◆ Available records
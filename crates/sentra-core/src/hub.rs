//! Session manager.
//!
//! The `Hub` owns the account session end to end: cookie cache restore
//! on login, MFA follow-up, periodic refresh via the coordinator, the
//! hub-scoped event bus, and idempotent teardown.

use std::path::PathBuf;
use std::sync::Arc;
use std::sync::atomic::{AtomicBool, Ordering};
use std::time::Duration;

use sentra_api::model::DeviceKey;
use sentra_api::{Account, AccountEvent, TransportConfig, session};
use tokio::sync::{Mutex, broadcast};
use tracing::{debug, info, warn};

use crate::config::HubConfig;
use crate::coordinator::UpdateCoordinator;
use crate::error::{CoreError, Result};

const HUB_EVENT_CAPACITY: usize = 256;

/// Events on the hub's outbound bus. Consumed by the entity adapters
/// and by anything else the host wires up.
#[derive(Debug, Clone, Copy, PartialEq, Eq)]
pub enum HubEvent {
    /// A camera reported motion.
    Motion(DeviceKey),
    /// A doorbell camera was pressed.
    DoorbellDing(DeviceKey),
    /// A device appeared that setup has not seen.
    DeviceAdded(DeviceKey),
}

/// Callback invoked once when the hub is torn down.
pub type TeardownFn = Box<dyn FnOnce() + Send>;

/// Connection flags captured at login, reused after MFA verification.
#[derive(Debug, Clone, Copy)]
struct ConnectFlags {
    load_devices: bool,
    subscribe_realtime: bool,
}

/// One logged-in Sentra Cloud hub.
pub struct Hub {
    config: HubConfig,
    account: Arc<Account>,
    cache_path: PathBuf,
    logged_in: AtomicBool,
    event_tx: broadcast::Sender<HubEvent>,
    coordinator: Mutex<Option<UpdateCoordinator>>,
    teardown: Mutex<Option<TeardownFn>>,
    pending_connect: Mutex<Option<ConnectFlags>>,
}

impl Hub {
    /// Build a hub from configuration. No network traffic yet.
    pub fn new(config: HubConfig) -> Result<Self> {
        let transport = TransportConfig::default();
        let account = Arc::new(Account::new(config.api_url.clone(), &transport)?);
        let cache_path = session::cache_path(&config.cache_dir);
        let (event_tx, _) = broadcast::channel(HUB_EVENT_CAPACITY);

        Ok(Self {
            config,
            account,
            cache_path,
            logged_in: AtomicBool::new(false),
            event_tx,
            coordinator: Mutex::new(None),
            teardown: Mutex::new(None),
            pending_connect: Mutex::new(None),
        })
    }

    pub fn account(&self) -> &Arc<Account> {
        &self.account
    }

    pub fn config(&self) -> &HubConfig {
        &self.config
    }

    pub fn is_logged_in(&self) -> bool {
        self.logged_in.load(Ordering::Acquire)
    }

    /// Subscribe to the hub event bus.
    pub fn subscribe(&self) -> broadcast::Receiver<HubEvent> {
        self.event_tx.subscribe()
    }

    /// Register a callback fired exactly once on teardown. A second
    /// registration replaces an unfired first one.
    pub async fn on_teardown(&self, callback: TeardownFn) {
        *self.teardown.lock().await = Some(callback);
    }

    // ── Login ────────────────────────────────────────────────────────

    /// Log in and establish the session.
    ///
    /// A previously cached session cookie is restored best-effort before
    /// authenticating; a valid cookie lets the server skip the second
    /// factor. Returns whether the cache was restored. An
    /// [`Error::MfaRequired`](sentra_api::Error::MfaRequired) result
    /// means a code was sent; follow up with
    /// [`verify_mfa`](Self::verify_mfa).
    pub async fn login(
        self: &Arc<Self>,
        load_devices: bool,
        subscribe_realtime: bool,
    ) -> Result<bool> {
        let restored = self.restore_session();

        *self.pending_connect.lock().await = Some(ConnectFlags {
            load_devices,
            subscribe_realtime,
        });

        let result = self
            .account
            .client()
            .login(&self.config.username, &self.config.password)
            .await;

        if let Err(e) = result {
            if matches!(e, sentra_api::Error::MfaRequired) {
                info!("multi-factor verification required to finish login");
            }
            return Err(e.into());
        }

        self.finish_login().await?;
        Ok(restored)
    }

    /// Submit the second-factor code for a login that returned
    /// `MfaRequired`, then finish establishing the session.
    pub async fn verify_mfa(self: &Arc<Self>, code: &str) -> Result<()> {
        if self.pending_connect.lock().await.is_none() {
            return Err(CoreError::NotLoggedIn);
        }

        self.account.client().verify_mfa(code).await?;
        self.finish_login().await
    }

    /// Post-authentication steps shared by `login` and `verify_mfa`:
    /// connect the account, persist the session, start the coordinator
    /// and the event bridge.
    async fn finish_login(self: &Arc<Self>) -> Result<()> {
        let flags = self
            .pending_connect
            .lock()
            .await
            .take()
            .ok_or(CoreError::NotLoggedIn)?;

        self.account
            .connect(flags.load_devices, flags.subscribe_realtime)
            .await?;

        self.save_session();
        self.logged_in.store(true, Ordering::Release);

        let interval = Duration::from_secs(self.config.refresh_interval_secs);
        *self.coordinator.lock().await =
            Some(UpdateCoordinator::start(Arc::clone(&self.account), interval));

        self.spawn_event_bridge();

        info!(
            devices = self.account.registry().len(),
            "hub session established"
        );
        Ok(())
    }

    // ── Session cache ────────────────────────────────────────────────

    /// Best-effort cookie restore. Failure means a fresh login, never an
    /// error.
    fn restore_session(&self) -> bool {
        match session::load(
            &self.cache_path,
            self.account.client().cookie_jar(),
            self.account.client().base_url(),
        ) {
            Ok(restored) => {
                if restored {
                    debug!("restored previous session from cache");
                }
                restored
            }
            Err(e) if e.is_not_found() => {
                debug!("no previous session found");
                false
            }
            Err(e) => {
                debug!(error = %e, "session cache restore failed, logging in fresh");
                false
            }
        }
    }

    /// Persist the session cookie jar. Persist failures are logged, not
    /// propagated; the session itself is fine.
    fn save_session(&self) {
        let result = session::save(
            &self.cache_path,
            self.account.client().cookie_jar(),
            self.account.client().base_url(),
        );
        if let Err(e) = result {
            warn!(error = %e, "failed to persist session cache");
        }
    }

    /// Delete the session cache file. `NotFound` propagates; callers
    /// that do not care check [`Error::is_not_found`](sentra_api::Error::is_not_found).
    pub fn remove_cache_file(&self) -> Result<()> {
        session::remove(&self.cache_path)?;
        Ok(())
    }

    // ── Teardown ─────────────────────────────────────────────────────

    /// Tear the session down. Idempotent: the second and later calls
    /// return immediately. The registered teardown callback fires at
    /// most once, on the call that actually tears down.
    pub async fn disconnect(&self, remove_cache: bool) {
        if !self.logged_in.swap(false, Ordering::AcqRel) {
            return;
        }

        if let Some(mut coordinator) = self.coordinator.lock().await.take() {
            coordinator.stop();
        }

        self.account.disconnect().await;

        if remove_cache {
            if let Err(e) = self.remove_cache_file() {
                if !matches!(&e, CoreError::Api(inner) if inner.is_not_found()) {
                    warn!(error = %e, "failed to remove session cache");
                }
            }
        }

        if let Some(callback) = self.teardown.lock().await.take() {
            callback();
        }

        info!("hub disconnected");
    }

    // ── Event bridge ─────────────────────────────────────────────────

    /// Forward account events onto the hub bus.
    fn spawn_event_bridge(self: &Arc<Self>) {
        let mut events = self.account.subscribe();
        let hub = Arc::clone(self);

        tokio::spawn(async move {
            loop {
                match events.recv().await {
                    Ok(AccountEvent::MotionDetected(key)) => {
                        let _ = hub.event_tx.send(HubEvent::Motion(key));
                    }
                    Ok(AccountEvent::DoorbellDing(key)) => {
                        let _ = hub.event_tx.send(HubEvent::DoorbellDing(key));
                    }
                    Ok(AccountEvent::DeviceAdded(key)) => {
                        let _ = hub.event_tx.send(HubEvent::DeviceAdded(key));
                    }
                    // State diffs flow through the registry watch channels.
                    Ok(AccountEvent::DeviceUpdated(_)) => {}
                    Err(broadcast::error::RecvError::Lagged(n)) => {
                        warn!(missed = n, "hub event bridge lagged");
                    }
                    Err(broadcast::error::RecvError::Closed) => break,
                }
            }
            debug!("hub event bridge exiting");
        });
    }
}

#[cfg(test)]
#[allow(clippy::unwrap_used)]
mod tests {
    use super::*;
    use secrecy::SecretString;
    use std::sync::atomic::AtomicU32;
    use url::Url;

    fn test_hub(cache_dir: &std::path::Path) -> Arc<Hub> {
        let config = HubConfig {
            username: "alice@example.com".to_owned(),
            password: SecretString::from("hunter2"),
            cache_dir: cache_dir.to_path_buf(),
            api_url: Url::parse("https://api.sentra.example").unwrap(),
            refresh_interval_secs: 300,
            camera: crate::config::CameraOptions::default(),
        };
        Arc::new(Hub::new(config).unwrap())
    }

    #[tokio::test]
    async fn disconnect_before_login_is_a_no_op() {
        let dir = tempfile::tempdir().unwrap();
        let hub = test_hub(dir.path());

        let fired = Arc::new(AtomicU32::new(0));
        let counter = Arc::clone(&fired);
        hub.on_teardown(Box::new(move || {
            counter.fetch_add(1, Ordering::SeqCst);
        }))
        .await;

        hub.disconnect(false).await;
        assert_eq!(fired.load(Ordering::SeqCst), 0);
    }

    #[tokio::test]
    async fn teardown_fires_exactly_once() {
        let dir = tempfile::tempdir().unwrap();
        let hub = test_hub(dir.path());

        let fired = Arc::new(AtomicU32::new(0));
        let counter = Arc::clone(&fired);
        hub.on_teardown(Box::new(move || {
            counter.fetch_add(1, Ordering::SeqCst);
        }))
        .await;

        // Simulate an established session.
        hub.logged_in.store(true, Ordering::Release);

        hub.disconnect(false).await;
        hub.disconnect(false).await;
        assert_eq!(fired.load(Ordering::SeqCst), 1);
    }

    #[tokio::test]
    async fn remove_cache_file_reports_not_found() {
        let dir = tempfile::tempdir().unwrap();
        let hub = test_hub(dir.path());

        let err = hub.remove_cache_file().unwrap_err();
        assert!(matches!(&err, CoreError::Api(e) if e.is_not_found()), "got {err:?}");
    }

    #[tokio::test]
    async fn verify_mfa_without_pending_login_is_rejected() {
        let dir = tempfile::tempdir().unwrap();
        let hub = test_hub(dir.path());

        let err = hub.verify_mfa("424242").await.unwrap_err();
        assert!(matches!(err, CoreError::NotLoggedIn));
    }
}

◆ Assignment
Pull each line that includes the word "CoreError" out of the material above.

◆ Solution to this exercise
use crate::error::{CoreError, Result};
            return Err(CoreError::NotLoggedIn);
            .ok_or(CoreError::NotLoggedIn)?;
                if !matches!(&e, CoreError::Api(inner) if inner.is_not_found()) {
        assert!(matches!(&err, CoreError::Api(e) if e.is_not_found()), "got {err:?}");
        assert!(matches!(err, CoreError::NotLoggedIn));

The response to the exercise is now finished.